Le conflit yéménite peut-il faire basculer la mer Rouge et la Corne de l’Afrique dans le chaos, comme la guerre de Syrie a embrasé la Mésopotamie et celle de Libye le Sahel ? Comme 20 000 Yéménites réfugiés à Djibouti, il a déjà franchi en quelque sorte le détroit de Bab al-Mandab. À partir d’avril 2015, les Émirats arabes unis, principaux alliés des Saoudiens dans cette affaire, ont lancé leurs bombardiers à l’assaut du Yémen depuis la base navale d’Assab, sur la côte de l’Érythrée, qui leur en a accordé la concession pour trente ans.

Des bases en Afrique

En décembre 2016, les Émiratis signaient avec les autorités de l’État non reconnu du Somaliland un bail de 25 ans pour occuper la base navale de Berbera, ancienne installation soviétique réaménagée par l’armée américaine pour ses opérations en Irak en 1991 et 2003. Le même mois, le ministre djiboutien des Affaires étrangères se félicitait de l’implantation d’une base saoudienne dans son pays, verrou de Bab al-Mandab, qui accueille déjà les armées de six nations.

Le siège des pétromonarchies s’est donc refermé sur le Yémen depuis la côte africaine de la mer Rouge. Bases stratégiques pour le contrôle du territoire yéménite, elles renforcent aussi, selon les observateurs, le blocus sur l’armement à destination des houthistes et de leurs alliés. « Via Oman mais surtout via le port de Hodeida, de nouvelles armes iraniennes sont parvenues aux houthistes, des Scud capables d’atteindre des villes saoudiennes ou des bâtiments en mer Rouge », précise Tewfik Aclimandos, spécialiste des relations internationales et professeur à l’université du Caire.

Le 28 mars, la coalition annonçait que la défense antiaérienne saoudienne avait intercepté une salve inédite de quatre missiles balistiques tirée par les houthistes vers des localités saoudiennes. Mais le 31 janvier, un missile rebelle avait fait mouche, tuant 80 soldats émiratis et saoudiens sur l’île de Zuqar, en mer Rouge. Les bases d’Assab, de Djibouti et de Berbera sont désormais à portée de tir. La veille de l’attaque de Zuqar, c’est un drone bourré d’explosif qui touchait une frégate saoudienne, faisant deux morts.

Trois bases arabes pour prendre à revers les houtistes.

Trois bases arabes pour prendre à revers les houtistes.

Un équilibre fragile

Missiles et aéronefs ne sont pas les seuls à traverser la mer Rouge. Par milliers, des soldats subsahariens sont employés en première ligne sur le sol yéménite par les états-majors saoudien et émirati. En 2015, un rapport de l’ONU évoquait déjà la présence de 400 soldats érythréens sous commandement émirati. Ils seraient aujourd’hui 700.

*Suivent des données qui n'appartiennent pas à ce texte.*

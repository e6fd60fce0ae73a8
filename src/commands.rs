use crate::cli::Args;
use crate::config::{Config, user_prompts::prompt_for_api_key};
use crate::data_fetcher::FootballApi;
use crate::data_fetcher::models::FixtureResponse;
use crate::data_fetcher::processors::{
    DayTab, LeagueGroup, MatchDetail, date_for_tab, group_fixtures, local_today, parse_date,
};
use crate::error::AppError;
use crate::i18n::Language;
use crate::persistence::{MatchRecord, MatchStore};
use crate::ui::teletext::{RowStyle, TeletextPage};
use crate::ui::views::{
    DetailPageParams, DetailTab, ListPageParams, LoadState, build_detail_page, build_list_page,
};
use crate::version;
use crossterm::{execute, terminal::SetTitle};
use std::io::stdout;
use tracing::{info, warn};

const TERMINAL_TITLE: &str = "KOORA TELETEXT";

/// Date to show plus the day tab it came from; no tab for an explicit `--date`.
///
/// An explicit date is validated before anything is fetched.
pub fn resolve_start_date(args: &Args) -> Result<(String, Option<DayTab>), AppError> {
    match &args.date {
        Some(date) => {
            parse_date(date)?;
            Ok((date.clone(), None))
        }
        None => {
            let tab = DayTab::from(args.day);
            Ok((date_for_tab(tab, local_today()), Some(tab)))
        }
    }
}

/// Handles the --version command.
pub async fn handle_version_command() -> Result<(), AppError> {
    execute!(stdout(), SetTitle(TERMINAL_TITLE))?;

    version::print_logo();
    println!();
    version::print_version_status_box(version::version_status_lines());

    Ok(())
}

/// Handles the --list-config command.
pub async fn handle_list_config_command() -> Result<(), AppError> {
    execute!(stdout(), SetTitle(TERMINAL_TITLE))?;

    version::print_logo();
    Config::display().await?;

    Ok(())
}

/// Handles configuration update commands (--config, --set-log-file, --clear-log-file).
///
/// Starts from the existing file when there is one, so updating one field
/// never requires the others to be valid.
pub async fn handle_config_update_command(args: &Args) -> Result<(), AppError> {
    let mut config = Config::load_existing().await?.unwrap_or_default();

    if let Some(new_key) = &args.new_api_key {
        let key = if new_key.trim().is_empty() {
            prompt_for_api_key().await?
        } else {
            new_key.trim().to_string()
        };
        if key.is_empty() {
            return Err(AppError::config_error("API key cannot be empty"));
        }
        config.api_key = key;
    }

    if let Some(new_log_path) = &args.new_log_file_path {
        config.log_file_path = Some(new_log_path.clone());
    } else if args.clear_log_file_path {
        config.log_file_path = None;
        println!("Custom log file path cleared. Using default location.");
    }

    config.save().await?;
    println!("Config updated successfully!");

    Ok(())
}

/// Groups a fetch result for display; any failure becomes `Failed`.
pub fn list_state(
    result: &Result<Vec<FixtureResponse>, AppError>,
    priority_league_ids: &[u32],
) -> LoadState<Vec<LeagueGroup>> {
    match result {
        Ok(fixtures) => LoadState::Ready(group_fixtures(fixtures.clone(), priority_league_ids)),
        Err(e) => {
            warn!("Fixture fetch failed: {e}");
            LoadState::Failed
        }
    }
}

/// Handles the --once command (quick view mode).
///
/// Prints the fixture list for the requested day and exits. With
/// --sync-matches the fetched fixtures are also mirrored to the database.
pub async fn handle_once_command(
    args: &Args,
    config: &Config,
    api: &FootballApi,
) -> Result<(), AppError> {
    let (date, tab) = resolve_start_date(args)?;
    let result = api.get_fixtures_by_date(&date).await;
    let groups = list_state(&result, &config.priority_league_ids);

    let page = build_list_page(ListPageParams {
        date: &date,
        tab,
        groups: &groups,
        selected: None,
        language: args.lang,
        interactive: false,
        loading_indicator: None,
    });

    execute!(stdout(), SetTitle(TERMINAL_TITLE))?;
    page.render_buffered(&mut stdout())?;
    println!();

    if args.sync_matches
        && let Ok(fixtures) = &result
    {
        sync_matches(config, fixtures).await?;
    }

    Ok(())
}

async fn sync_matches(config: &Config, fixtures: &[FixtureResponse]) -> Result<(), AppError> {
    let Some(store) = MatchStore::from_config(config)? else {
        println!("No database configured. Set database_url and database_key in the config file.");
        return Ok(());
    };
    let stored = store.sync_fixtures(fixtures).await;
    info!("Mirrored {} of {} fixtures", stored, fixtures.len());
    println!("Mirrored {stored} of {} fixtures.", fixtures.len());
    Ok(())
}

/// Pages for one fixture: lineups then statistics.
///
/// A failed fixture lookup yields a single page with the localized error.
pub async fn fixture_pages(
    fixture_id: u64,
    language: Language,
    api: &FootballApi,
) -> Vec<TeletextPage> {
    let fixture = match api.get_fixture(fixture_id).await {
        Ok(fixture) => fixture,
        Err(e) => {
            warn!("Fixture lookup for {fixture_id} failed: {e}");
            let t = language.translations();
            let mut page = TeletextPage::new(t.title, &format!("#{fixture_id}"), language, false);
            page.add_line(t.error, RowStyle::Error);
            return vec![page];
        }
    };
    let detail = match api.get_match_details(fixture_id).await {
        Ok((lineups, statistics)) => {
            LoadState::Ready(MatchDetail::build(lineups, statistics, Some(&fixture.teams)))
        }
        Err(e) => {
            warn!("Detail fetch for fixture {fixture_id} failed: {e}");
            LoadState::Failed
        }
    };

    let tabs: &[DetailTab] = match detail {
        LoadState::Ready(_) => &[DetailTab::Lineups, DetailTab::Statistics],
        _ => &[DetailTab::Lineups],
    };
    tabs.iter()
        .map(|tab| {
            build_detail_page(DetailPageParams {
                fixture: &fixture,
                detail: &detail,
                tab: *tab,
                language,
                interactive: false,
                loading_indicator: None,
            })
        })
        .collect()
}

/// Handles the --fixture command.
pub async fn handle_fixture_command(
    fixture_id: u64,
    language: Language,
    api: &FootballApi,
) -> Result<(), AppError> {
    let pages = fixture_pages(fixture_id, language, api).await;

    execute!(stdout(), SetTitle(TERMINAL_TITLE))?;
    for page in pages {
        page.render_buffered(&mut stdout())?;
        println!();
    }

    Ok(())
}

/// One printable line per mirrored match.
pub fn format_mirrored_match(record: &MatchRecord) -> String {
    let score = match (record.home_goals, record.away_goals) {
        (Some(home), Some(away)) => format!("{home}-{away}"),
        _ => "-".to_string(),
    };
    format!(
        "{:>10}  {}  {} {} {}  [{}] {}",
        record.fixture_id,
        record.kickoff,
        record.home_team,
        score,
        record.away_team,
        record.status,
        record.league_name
    )
}

/// Handles the --list-mirrored command.
pub async fn handle_list_mirrored_command(config: &Config) -> Result<(), AppError> {
    let Some(store) = MatchStore::from_config(config)? else {
        println!("No database configured. Set database_url and database_key in the config file.");
        return Ok(());
    };

    let records = store.get_matches().await;
    if records.is_empty() {
        println!("No mirrored matches.");
    }
    for record in &records {
        println!("{}", format_mirrored_match(record));
    }

    Ok(())
}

En octobre de la même année, les premiers contingents de soldats soudanais prenaient pied dans la péninsule. Leur nombre est aujourd’hui évalué à près de 5 000. « Fin mars, les choses ont un peu changé, explique Gérard Prunier, historien spécialiste de la Corne de l’Afrique, quand les Soudanais ont décidé, sous pression saoudienne, de remplacer par des milices Djandjawid les troupes régulières et médiocres qu’ils avaient envoyées au Yémen contre la promesse, qui tarde à être tenue, d’un versement de 5 milliards de dollars. »

Longtemps brouillés, Riyad et Khartoum marchent désormais main dans la main, comme en témoignent les exercices militaires aériens conjoints de leurs armées commencés le 29 mars. Un rapprochement qui n’aurait pu avoir lieu sans la rupture, en janvier 2016, des relations diplomatiques entre le Soudan et l’Iran, auparavant partenaires stratégiques. Djibouti en avait fait alors de même. Comme il retentit sur les diplomaties locales, l’interventionnisme des pétromonarchies pourrait rebattre les cartes politiques dans la Corne de l’Afrique, au risque de déstabiliser une région à l’équilibre fragile.

Des tensions annexes

En état de guerre larvée avec l’ancien frère érythréen, l’Éthiopie ne voit pas d’un bon œil l’installation des troupes émiraties à Assab, port longtemps convoité par cet État enclavé. Les tensions à la frontière entre l’Éthiopie et l’Érythrée dégénèrent régulièrement depuis le fragile armistice signé à Alger en 2000. Le 6 juin 2016, après un accord bilatéral, des troupes éthiopiennes stationnaient dans le nord de Djibouti, près de la frontière. Six jours plus tard, une incursion de soldats depuis le nord de l’Éthiopie en Érythrée provoquait d’intenses combats d’artillerie pendant vingt-quatre heures.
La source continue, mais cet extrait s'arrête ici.